Availability factor

 

The availability factor (also called availability) is a measure for losses due to the total of unplanned machine downtimes. According to eq. 1, it is defined as follows:

Eq. 1:  Availability factor = Operating time / Oberating time + Downtime


The availability factor is reduced due to unplanned machine or equipment downtime as a result of the following exemplary events:

  • Waiting for maintenance
  • Waiting for quality releases
  • Temporarily missing staff
  • Temporarily missing material
  • Missing production task
  • Blackout, accident, machine damage, operation disruptions...

The availability factor is used to calculate the Overall Equipment Effectiveness (OEE).

For foundries, a agreement has to be made at what time an unplanned downtime is present. For keeping the time registration efforts under control, most foundries consider a registration limit of 1 minute of downtime to be a practical approach. All downtimes of less than one minute are included in the performance factor.

Whether setting reduces the OEE is a question of company-sepcific definition. If setting activities reduce the OEE, there is a motivation to reduce setting times through SMED (Single Minute Exchange of Die).

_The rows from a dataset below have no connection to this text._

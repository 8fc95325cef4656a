// ABOUTME: Command line argument definitions and parsing using Clap
// ABOUTME: Defines the main CLI structure and subcommands for promptforge

use clap::{Parser, Subcommand};
use std::path::PathBuf;

use crate::template::DelimiterStyle;

#[derive(Parser)]
#[command(name = "promptforge")]
#[command(about = "A CLI for rendering prompts from placeholder templates and tool catalogs")]
#[command(version)]
pub struct Args {
    #[command(subcommand)]
    pub command: Commands,

    #[arg(short, long, global = true, help = "Enable verbose output")]
    pub verbose: bool,

    #[arg(short, long, global = true, help = "Path to configuration file")]
    pub config: Option<PathBuf>,

    #[arg(long, global = true, help = "Disable colored output")]
    pub no_color: bool,
}

#[derive(Subcommand)]
pub enum Commands {
    /// Render a template with supplied variable values
    Render {
        #[arg(help = "Path to a free-form template file")]
        template: Option<PathBuf>,

        #[arg(long, help = "Render a catalog role instead of a template file")]
        catalog: Option<PathBuf>,

        #[arg(long, help = "Tool name within the catalog")]
        tool: Option<String>,

        #[arg(long, help = "Role name within the tool")]
        role: Option<String>,

        #[arg(
            short = 'V',
            long = "var",
            help = "Free-text variable value (name=value)"
        )]
        vars: Vec<String>,

        #[arg(long = "select", help = "Single-choice selection (name=option)")]
        selects: Vec<String>,

        #[arg(long = "toggle", help = "Toggle a multi-choice option (name=option)")]
        toggles: Vec<String>,

        #[arg(short, long, help = "Delimiter syntax for free-form templates")]
        syntax: Option<DelimiterStyle>,

        #[arg(short, long, help = "Write output to file instead of stdout")]
        output: Option<PathBuf>,
    },

    /// List the tools and roles a catalog provides
    List {
        #[arg(help = "Path to catalog YAML or JSON file")]
        catalog: PathBuf,
    },

    /// Show one role's description, template, and variables
    Show {
        #[arg(help = "Path to catalog YAML or JSON file")]
        catalog: PathBuf,

        #[arg(help = "Tool name within the catalog")]
        tool: String,

        #[arg(help = "Role name within the tool")]
        role: String,
    },

    /// Extract placeholder names from a template
    Vars {
        #[arg(help = "Path to template file")]
        template: PathBuf,

        #[arg(short, long, help = "Delimiter syntax")]
        syntax: Option<DelimiterStyle>,
    },

    /// Validate a catalog file and report problems
    Validate {
        #[arg(help = "Path to catalog YAML or JSON file")]
        catalog: PathBuf,
    },
}

impl Args {
    /// Parse command line arguments
    pub fn parse_args() -> Self {
        Self::parse()
    }

    /// Parse name=value pairs, preserving order and repeats
    pub fn parse_pairs(pairs: &[String]) -> anyhow::Result<Vec<(String, String)>> {
        let mut parsed = Vec::with_capacity(pairs.len());

        for pair in pairs {
            if let Some((name, value)) = pair.split_once('=') {
                parsed.push((name.to_string(), value.to_string()));
            } else {
                return Err(anyhow::anyhow!(
                    "Invalid variable format '{}'. Expected 'name=value'",
                    pair
                ));
            }
        }

        Ok(parsed)
    }
}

On the other hand, this also results in an OEE increase through fewer modifications and higher batch sizes. However, this is contrary to the lean production principle. If, as agreed, setting activities do not reduce the OEE, there is the danger that disruptions are declared as setting activities which in fact they are not. The best way to handle setting times is to use standard setting time values. Planned setting times do not reduce the OEE, setting timeouts, however, do. For this purpose, standard setting time values have to be present, if necessary different values for different setting variants. The effort under these conditions might be very high.

Compared to the other OEE factors - use and quality factor - the availability factor is the easiest to determine. For this reason, OEE initiatives in foundries often begin with the availability factor determination.

Modern software with process data and time registration makes it possible to capture and visualize the availability factor.